Is it possible to create a universal intermediate programming language?


What I mean is, is there a language or could one be designed, such that all high level programming languages could be compiled into this intermediate language?

This is excluding machine languages.


Solution

  • Every general-purpose language that is Turing-complete is a universal programming language.

    Two languages (or machines) are considered to be Turing-equivalent if any program for one can be compiled into a program for the other. A language is Turing-complete if it is Turing-equivalent to a Turing machine.

    There were several early efforts to formalize the notion of a computation; a Turing machine was one, the lambda calculus another, and the class of general recursive functions a third. Alonzo Church and Alan Turing proved that all three of these formalizations were Turing-equivalent; any program for a Turing machine could be compiled to the lambda calculus, and vice versa, as could any general recursive function be implemented by either the lambda calculus or a Turing machine, and again vice versa.

    The Church-Turing thesis hypothesizes that any computation that can be expressed in any formal system can be converted into a program that can run on a Turing machine; or equivalently, can be expressed in the untyped lambda calculus, or is general recursive, based on the equivalence described above.

    It is merely a hypothesis and cannot be formally proven, as there is no way to formally characterize the class of computations that are subject to it (without circular reasoning by defining them as the class of computations that can be performed by a Turing machine), but there has never been any proposed model of computation that is not possible to compute with a Turing machine.

    Because you can write a simulator of a Turing machine (or implementation of lambda calculus) in almost any general purpose language, and likewise those languages can be compiled to a program running on a Turing machine, pretty much all general purpose languages are Turing complete.

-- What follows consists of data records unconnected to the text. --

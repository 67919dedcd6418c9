//! Platform abstractions for the source and destination of a migration
use std::{fmt, future::Future, pin::Pin};

use serde::Deserialize;

use crate::{
    entities::{
        ExistingItem, NewIssue, NewLabel, NewMilestone, NewPull, SourceIssue, SourceLabel,
        SourceMilestone, SourceRequest,
    },
    errors::MigratorError,
    utils::{DestinationHandle, NewRepository, RepositoryDescriptor},
};

/// Boxed future returned by every platform call
pub type PlatformFuture<'a, T> = Pin<Box<dyn Future<Output = Result<T, MigratorError>> + Send + 'a>>;

/// Platform projects are read from
pub trait SourcePlatform: Sync + Send {
    /// List every project of the configured group
    fn list_projects(&self) -> PlatformFuture<'_, Vec<RepositoryDescriptor>>;

    /// List the labels of a project
    fn list_labels(&self, project_id: u64) -> PlatformFuture<'_, Vec<SourceLabel>>;

    /// List the milestones of a project
    fn list_milestones(&self, project_id: u64) -> PlatformFuture<'_, Vec<SourceMilestone>>;

    /// List the issues of a project
    fn list_issues(&self, project_id: u64) -> PlatformFuture<'_, Vec<SourceIssue>>;

    /// List the note bodies of an issue, in listing order
    fn list_issue_notes(&self, project_id: u64, iid: u64) -> PlatformFuture<'_, Vec<String>>;

    /// List the merge requests of a project
    fn list_requests(&self, project_id: u64) -> PlatformFuture<'_, Vec<SourceRequest>>;

    /// List the note bodies of a merge request, in listing order
    fn list_request_notes(&self, project_id: u64, iid: u64) -> PlatformFuture<'_, Vec<String>>;

    /// Clone URL of a project with the credentials embedded
    /// # Errors
    /// Error if the project URL can't be parsed
    fn authenticated_url(&self, repo: &RepositoryDescriptor) -> Result<String, MigratorError>;

    /// Type of the platform
    fn get_type(&self) -> PlatformType;
}

/// Platform projects are written to
pub trait DestinationPlatform: Sync + Send {
    /// Get a repository of the organization, `None` if it doesn't exist
    fn get_repo<'a>(&'a self, name: &'a str) -> PlatformFuture<'a, Option<DestinationHandle>>;

    /// Create a repository in the organization
    fn create_repo(&self, repo: NewRepository) -> PlatformFuture<'_, DestinationHandle>;

    /// List the label names of a repository
    fn list_labels<'a>(&'a self, repo: &'a DestinationHandle) -> PlatformFuture<'a, Vec<String>>;

    /// Create a label
    fn create_label<'a>(
        &'a self,
        repo: &'a DestinationHandle,
        label: NewLabel,
    ) -> PlatformFuture<'a, ()>;

    /// List the milestones of a repository as `(title, number)`
    fn list_milestones<'a>(
        &'a self,
        repo: &'a DestinationHandle,
    ) -> PlatformFuture<'a, Vec<(String, u64)>>;

    /// Create a milestone, returns its number
    fn create_milestone<'a>(
        &'a self,
        repo: &'a DestinationHandle,
        milestone: NewMilestone,
    ) -> PlatformFuture<'a, u64>;

    /// List the issues of a repository in every state, pull requests excluded
    fn list_issues<'a>(
        &'a self,
        repo: &'a DestinationHandle,
    ) -> PlatformFuture<'a, Vec<ExistingItem>>;

    /// Create an issue, returns its number
    fn create_issue<'a>(
        &'a self,
        repo: &'a DestinationHandle,
        issue: NewIssue,
    ) -> PlatformFuture<'a, u64>;

    /// Comment on an issue or a pull request
    fn create_comment<'a>(
        &'a self,
        repo: &'a DestinationHandle,
        number: u64,
        body: String,
    ) -> PlatformFuture<'a, ()>;

    /// Close an issue
    fn close_issue<'a>(&'a self, repo: &'a DestinationHandle, number: u64)
        -> PlatformFuture<'a, ()>;

    /// List the branch names of a repository
    fn list_branches<'a>(&'a self, repo: &'a DestinationHandle)
        -> PlatformFuture<'a, Vec<String>>;

    /// List the pull requests of a repository in every state
    fn list_pulls<'a>(&'a self, repo: &'a DestinationHandle)
        -> PlatformFuture<'a, Vec<ExistingItem>>;

    /// Open a pull request, returns its number
    fn create_pull<'a>(
        &'a self,
        repo: &'a DestinationHandle,
        pull: NewPull,
    ) -> PlatformFuture<'a, u64>;

    /// Add labels to an issue or a pull request
    fn add_labels<'a>(
        &'a self,
        repo: &'a DestinationHandle,
        number: u64,
        labels: Vec<String>,
    ) -> PlatformFuture<'a, ()>;

    /// Set the milestone of an issue or a pull request
    fn set_milestone<'a>(
        &'a self,
        repo: &'a DestinationHandle,
        number: u64,
        milestone: u64,
    ) -> PlatformFuture<'a, ()>;

    /// Close a pull request
    fn close_pull<'a>(&'a self, repo: &'a DestinationHandle, number: u64)
        -> PlatformFuture<'a, ()>;

    /// Push URL of a repository with the credentials embedded
    /// # Errors
    /// Error if the repository URL can't be parsed
    fn authenticated_url(&self, repo: &DestinationHandle) -> Result<String, MigratorError>;

    /// Type of the platform
    fn get_type(&self) -> PlatformType;
}

/// Supported platforms
#[derive(Debug, Clone, PartialEq, Eq, Deserialize)]
pub enum PlatformType {
    /// GitLab, the source
    Gitlab,
    /// GitHub, the destination
    Github,
}

impl fmt::Display for PlatformType {
    fn fmt(&self, f: &mut fmt::Formatter<'_>) -> fmt::Result {
        match self {
            PlatformType::Gitlab => write!(f, "gitlab"),
            PlatformType::Github => write!(f, "github"),
        }
    }
}
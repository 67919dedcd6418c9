//! In memory platforms for the tests
use std::{
    collections::{HashMap, HashSet},
    future::ready,
    sync::{Mutex, MutexGuard},
    time::Duration,
};

use crate::{
    config::MigrationConfig,
    entities::{
        ExistingItem, NewIssue, NewLabel, NewMilestone, NewPull, SourceIssue, SourceLabel,
        SourceMilestone, SourceRequest,
    },
    errors::{MigratorError, MigratorErrorKind},
    migrate::RepositoryContext,
    platform::{DestinationPlatform, PlatformFuture, PlatformType, SourcePlatform},
    transport::{HistoryTransport, MirrorJob},
    utils::{DestinationHandle, NewRepository, NormalizedState, RepositoryDescriptor},
};

/// Already computed platform answer
fn answer<'a, T: Send + 'a>(result: Result<T, MigratorError>) -> PlatformFuture<'a, T> {
    Box::pin(ready(result))
}

/// Error of a refused call
fn refused(what: &str) -> MigratorError {
    MigratorError::new(MigratorErrorKind::Reqwest).with_text(&format!("{what} refused"))
}

/// Source repository with predictable URLs
pub(crate) fn descriptor(id: u64, name: &str) -> RepositoryDescriptor {
    RepositoryDescriptor {
        id,
        name: name.to_string(),
        path: name.to_string(),
        description: None,
        visibility: "public".to_string(),
        web_url: format!("https://gitlab.example.com/group/{name}"),
        ssh_url: format!("git@gitlab.example.com:group/{name}.git"),
        http_url: format!("https://gitlab.example.com/group/{name}.git"),
    }
}

/// Destination repository of the `acme` organization
pub(crate) fn handle(name: &str) -> DestinationHandle {
    DestinationHandle {
        owner: "acme".to_string(),
        name: name.to_string(),
        clone_url: format!("https://github.com/acme/{name}.git"),
        html_url: format!("https://github.com/acme/{name}"),
    }
}

/// Configuration migrating everything without pauses
pub(crate) fn test_config() -> MigrationConfig {
    MigrationConfig {
        gitlab_url: "https://gitlab.example.com".to_string(),
        gitlab_token: "glpat-secret".to_string(),
        gitlab_group_id: "42".to_string(),
        github_token: "ghp-secret".to_string(),
        github_org: "acme".to_string(),
        migrate_issues: true,
        migrate_merge_requests: true,
        migrate_labels: true,
        migrate_milestones: true,
        target_repo: None,
        force_private: false,
        item_delay: Duration::ZERO,
    }
}

/// Context of a repository without pauses
pub(crate) fn context<'a>(
    source: &'a FakeSource,
    destination: &'a FakeDestination,
    repo: &'a DestinationHandle,
) -> RepositoryContext<'a> {
    RepositoryContext {
        source,
        destination,
        project_id: 1,
        repo,
        item_delay: Duration::ZERO,
    }
}

/// Source serving the same content for every project
#[derive(Default)]
pub(crate) struct FakeSource {
    pub projects: Vec<RepositoryDescriptor>,
    pub unavailable: bool,
    pub labels: Vec<SourceLabel>,
    pub milestones: Vec<SourceMilestone>,
    pub issues: Vec<SourceIssue>,
    pub requests: Vec<SourceRequest>,
    /// Issue notes by iid
    pub notes: HashMap<u64, Vec<String>>,
    /// Merge request notes by iid
    pub request_notes: HashMap<u64, Vec<String>>,
}

impl SourcePlatform for FakeSource {
    fn list_projects(&self) -> PlatformFuture<'_, Vec<RepositoryDescriptor>> {
        if self.unavailable {
            return answer(Err(MigratorError::new(MigratorErrorKind::SourceUnavailable)));
        }
        answer(Ok(self.projects.clone()))
    }

    fn list_labels(&self, _project_id: u64) -> PlatformFuture<'_, Vec<SourceLabel>> {
        answer(Ok(self.labels.clone()))
    }

    fn list_milestones(&self, _project_id: u64) -> PlatformFuture<'_, Vec<SourceMilestone>> {
        answer(Ok(self.milestones.clone()))
    }

    fn list_issues(&self, _project_id: u64) -> PlatformFuture<'_, Vec<SourceIssue>> {
        answer(Ok(self.issues.clone()))
    }

    fn list_issue_notes(&self, _project_id: u64, iid: u64) -> PlatformFuture<'_, Vec<String>> {
        answer(Ok(self.notes.get(&iid).cloned().unwrap_or_default()))
    }

    fn list_requests(&self, _project_id: u64) -> PlatformFuture<'_, Vec<SourceRequest>> {
        answer(Ok(self.requests.clone()))
    }

    fn list_request_notes(&self, _project_id: u64, iid: u64) -> PlatformFuture<'_, Vec<String>> {
        answer(Ok(self.request_notes.get(&iid).cloned().unwrap_or_default()))
    }

    fn authenticated_url(&self, repo: &RepositoryDescriptor) -> Result<String, MigratorError> {
        Ok(repo.http_url.clone())
    }

    fn get_type(&self) -> PlatformType {
        PlatformType::Gitlab
    }
}

/// Issue created on the fake destination
#[derive(Debug, Clone)]
pub(crate) struct FakeIssue {
    pub number: u64,
    pub issue: NewIssue,
    pub state: NormalizedState,
}

/// Pull request opened on the fake destination
#[derive(Debug, Clone)]
pub(crate) struct FakePull {
    pub number: u64,
    pub pull: NewPull,
    pub state: NormalizedState,
    pub labels: Vec<String>,
    pub milestone: Option<u64>,
}

/// Everything written to the fake destination
#[derive(Default)]
pub(crate) struct FakeState {
    /// Names of the existing repositories
    pub repos: Vec<String>,
    pub created_repos: Vec<NewRepository>,
    pub fail_repo_creation: bool,
    pub refused_repos: HashSet<String>,
    pub labels: Vec<String>,
    pub refused_labels: HashSet<String>,
    pub created_labels: Vec<NewLabel>,
    /// Existing milestones as `(title, number)`
    pub milestones: Vec<(String, u64)>,
    pub refused_milestones: HashSet<String>,
    pub created_milestones: Vec<(u64, NewMilestone)>,
    pub issues: Vec<FakeIssue>,
    /// Titles of the issues the destination refuses
    pub refused_issues: HashSet<String>,
    /// Comments as `(number, body)`
    pub comments: Vec<(u64, String)>,
    pub branches: Vec<String>,
    pub pulls: Vec<FakePull>,
    /// Titles of the pull requests the destination refuses
    pub refused_pulls: HashSet<String>,
    next_number: u64,
}

impl FakeState {
    /// Number shared by issues, pull requests and milestones
    fn next_number(&mut self) -> u64 {
        self.next_number += 1;
        self.next_number
    }

    /// Add an issue created before the migration
    pub fn existing_issue(&mut self, title: &str, state: NormalizedState) {
        let number = self.next_number();
        self.issues.push(FakeIssue {
            number,
            issue: NewIssue {
                title: title.to_string(),
                ..Default::default()
            },
            state,
        });
    }

    /// Add a pull request opened before the migration
    pub fn existing_pull(&mut self, title: &str, state: NormalizedState) {
        let number = self.next_number();
        self.pulls.push(FakePull {
            number,
            pull: NewPull {
                title: title.to_string(),
                body: String::new(),
                head: "feature".to_string(),
                base: "main".to_string(),
            },
            state,
            labels: vec![],
            milestone: None,
        });
    }
}

/// Destination keeping every write in memory
#[derive(Default)]
pub(crate) struct FakeDestination {
    state: Mutex<FakeState>,
}

impl FakeDestination {
    /// Destination where `name` already exists
    pub fn with_repo(name: &str) -> Self {
        let destination = Self::default();
        destination.state().repos.push(name.to_string());
        destination
    }

    /// Lock the state, never held across an await
    pub fn state(&self) -> MutexGuard<'_, FakeState> {
        match self.state.lock() {
            Ok(guard) => guard,
            Err(poisoned) => poisoned.into_inner(),
        }
    }
}

impl DestinationPlatform for FakeDestination {
    fn get_repo<'a>(&'a self, name: &'a str) -> PlatformFuture<'a, Option<DestinationHandle>> {
        let found = self.state().repos.iter().any(|repo| repo == name);
        answer(Ok(found.then(|| handle(name))))
    }

    fn create_repo(&self, repo: NewRepository) -> PlatformFuture<'_, DestinationHandle> {
        let mut state = self.state();
        if state.fail_repo_creation || state.refused_repos.contains(&repo.name) {
            return answer(Err(refused("repository creation")));
        }
        let created = handle(&repo.name);
        state.repos.push(repo.name.clone());
        state.created_repos.push(repo);
        answer(Ok(created))
    }

    fn list_labels<'a>(&'a self, _repo: &'a DestinationHandle) -> PlatformFuture<'a, Vec<String>> {
        answer(Ok(self.state().labels.clone()))
    }

    fn create_label<'a>(
        &'a self,
        _repo: &'a DestinationHandle,
        label: NewLabel,
    ) -> PlatformFuture<'a, ()> {
        let mut state = self.state();
        if state.refused_labels.contains(&label.name) {
            return answer(Err(refused("label creation")));
        }
        state.labels.push(label.name.clone());
        state.created_labels.push(label);
        answer(Ok(()))
    }

    fn list_milestones<'a>(
        &'a self,
        _repo: &'a DestinationHandle,
    ) -> PlatformFuture<'a, Vec<(String, u64)>> {
        answer(Ok(self.state().milestones.clone()))
    }

    fn create_milestone<'a>(
        &'a self,
        _repo: &'a DestinationHandle,
        milestone: NewMilestone,
    ) -> PlatformFuture<'a, u64> {
        let mut state = self.state();
        if state.refused_milestones.contains(&milestone.title) {
            return answer(Err(refused("milestone creation")));
        }
        let number = state.next_number();
        state.milestones.push((milestone.title.clone(), number));
        state.created_milestones.push((number, milestone));
        answer(Ok(number))
    }

    fn list_issues<'a>(
        &'a self,
        _repo: &'a DestinationHandle,
    ) -> PlatformFuture<'a, Vec<ExistingItem>> {
        let items = self
            .state()
            .issues
            .iter()
            .map(|i| ExistingItem {
                title: i.issue.title.clone(),
                state: i.state,
            })
            .collect();
        answer(Ok(items))
    }

    fn create_issue<'a>(
        &'a self,
        _repo: &'a DestinationHandle,
        issue: NewIssue,
    ) -> PlatformFuture<'a, u64> {
        let mut state = self.state();
        if state.refused_issues.contains(&issue.title) {
            return answer(Err(refused("issue creation")));
        }
        let number = state.next_number();
        state.issues.push(FakeIssue {
            number,
            issue,
            state: NormalizedState::Open,
        });
        answer(Ok(number))
    }

    fn create_comment<'a>(
        &'a self,
        _repo: &'a DestinationHandle,
        number: u64,
        body: String,
    ) -> PlatformFuture<'a, ()> {
        self.state().comments.push((number, body));
        answer(Ok(()))
    }

    fn close_issue<'a>(
        &'a self,
        _repo: &'a DestinationHandle,
        number: u64,
    ) -> PlatformFuture<'a, ()> {
        let mut state = self.state();
        match state.issues.iter_mut().find(|i| i.number == number) {
            Some(issue) => {
                issue.state = NormalizedState::Closed;
                answer(Ok(()))
            }
            None => answer(Err(refused("closing an unknown issue"))),
        }
    }

    fn list_branches<'a>(
        &'a self,
        _repo: &'a DestinationHandle,
    ) -> PlatformFuture<'a, Vec<String>> {
        answer(Ok(self.state().branches.clone()))
    }

    fn list_pulls<'a>(
        &'a self,
        _repo: &'a DestinationHandle,
    ) -> PlatformFuture<'a, Vec<ExistingItem>> {
        let items = self
            .state()
            .pulls
            .iter()
            .map(|p| ExistingItem {
                title: p.pull.title.clone(),
                state: p.state,
            })
            .collect();
        answer(Ok(items))
    }

    fn create_pull<'a>(
        &'a self,
        _repo: &'a DestinationHandle,
        pull: NewPull,
    ) -> PlatformFuture<'a, u64> {
        let mut state = self.state();
        if state.refused_pulls.contains(&pull.title) {
            return answer(Err(refused("pull request creation")));
        }
        let number = state.next_number();
        state.pulls.push(FakePull {
            number,
            pull,
            state: NormalizedState::Open,
            labels: vec![],
            milestone: None,
        });
        answer(Ok(number))
    }

    fn add_labels<'a>(
        &'a self,
        _repo: &'a DestinationHandle,
        number: u64,
        labels: Vec<String>,
    ) -> PlatformFuture<'a, ()> {
        let mut state = self.state();
        match state.pulls.iter_mut().find(|p| p.number == number) {
            Some(pull) => {
                pull.labels.extend(labels);
                answer(Ok(()))
            }
            None => answer(Err(refused("labelling an unknown pull request"))),
        }
    }

    fn set_milestone<'a>(
        &'a self,
        _repo: &'a DestinationHandle,
        number: u64,
        milestone: u64,
    ) -> PlatformFuture<'a, ()> {
        let mut state = self.state();
        match state.pulls.iter_mut().find(|p| p.number == number) {
            Some(pull) => {
                pull.milestone = Some(milestone);
                answer(Ok(()))
            }
            None => answer(Err(refused("milestone of an unknown pull request"))),
        }
    }

    fn close_pull<'a>(
        &'a self,
        _repo: &'a DestinationHandle,
        number: u64,
    ) -> PlatformFuture<'a, ()> {
        let mut state = self.state();
        match state.pulls.iter_mut().find(|p| p.number == number) {
            Some(pull) => {
                pull.state = NormalizedState::Closed;
                answer(Ok(()))
            }
            None => answer(Err(refused("closing an unknown pull request"))),
        }
    }

    fn authenticated_url(&self, repo: &DestinationHandle) -> Result<String, MigratorError> {
        Ok(repo.clone_url.clone())
    }

    fn get_type(&self) -> PlatformType {
        PlatformType::Github
    }
}

/// Transport recording the repositories it was asked to mirror
#[derive(Default)]
pub(crate) struct FakeTransport {
    fail: bool,
    jobs: Mutex<Vec<String>>,
}

impl FakeTransport {
    /// Transport failing every job
    pub fn failing() -> Self {
        Self {
            fail: true,
            ..Default::default()
        }
    }

    /// Names of the mirrored repositories
    pub fn jobs(&self) -> Vec<String> {
        match self.jobs.lock() {
            Ok(jobs) => jobs.clone(),
            Err(poisoned) => poisoned.into_inner().clone(),
        }
    }
}

impl HistoryTransport for FakeTransport {
    fn transport_history(&self, job: MirrorJob) -> PlatformFuture<'_, ()> {
        if let Ok(mut jobs) = self.jobs.lock() {
            jobs.push(job.name);
        }
        if self.fail {
            return answer(Err(MigratorError::new(MigratorErrorKind::Transport)));
        }
        answer(Ok(()))
    }
}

    There are, however, some languages which are not Turing complete; regular expressions are an example. They can be simulated by a Turing machine, but they cannot in turn simulate a Turing machine.

    Note that none of this addresses efficiency or access to host system resources; merely that the same computation can be expressed, and that it will eventually provide the same answer. There are some languages that are Turing complete in which there are some problems that cannot be computed at the same asymptotic efficiency as in other languages. And some languages provide access to external resources like the filesystem, I/O, networking, etc, while others which just allow computation in memory, but in any language that is Turing complete it would be possible to add an API or method of manipulating memory that allows it to access those external resources, so lack of access to system resources isn't a fundamental limitation, just a limitation of implementation.

    As a more practical matter, there are several languages that have been designed to be portable, intermediate languages that are targets of compilation. The LLVM IR is one commonly used example, C-- is another. Also, any bytecode for a language runtime acts this way, the JVM is a compilation target for many languages, the CLR is another. Finally, many languages compile to C, as C compilers are widely available and the code is more portable than machine code.

    And more recently, with the advent of the web and JavaScript being a language that is available in every web browser, JavaScript has become a popular target for compilation, both for languages that were designed to compile down to JavaScript like CoffeeScript and Dart, but also existing languages that were originally design to compile to machine code, via projects like Emscripten. Recognizing this usage, there has been effort to specify a subset of JavaScript, with more strict rules, known as asm.js, that makes a better target for compilation, while still allowing the same code to work backwards-compatibly with regular JavaScript engines that don't know anything about asm.js.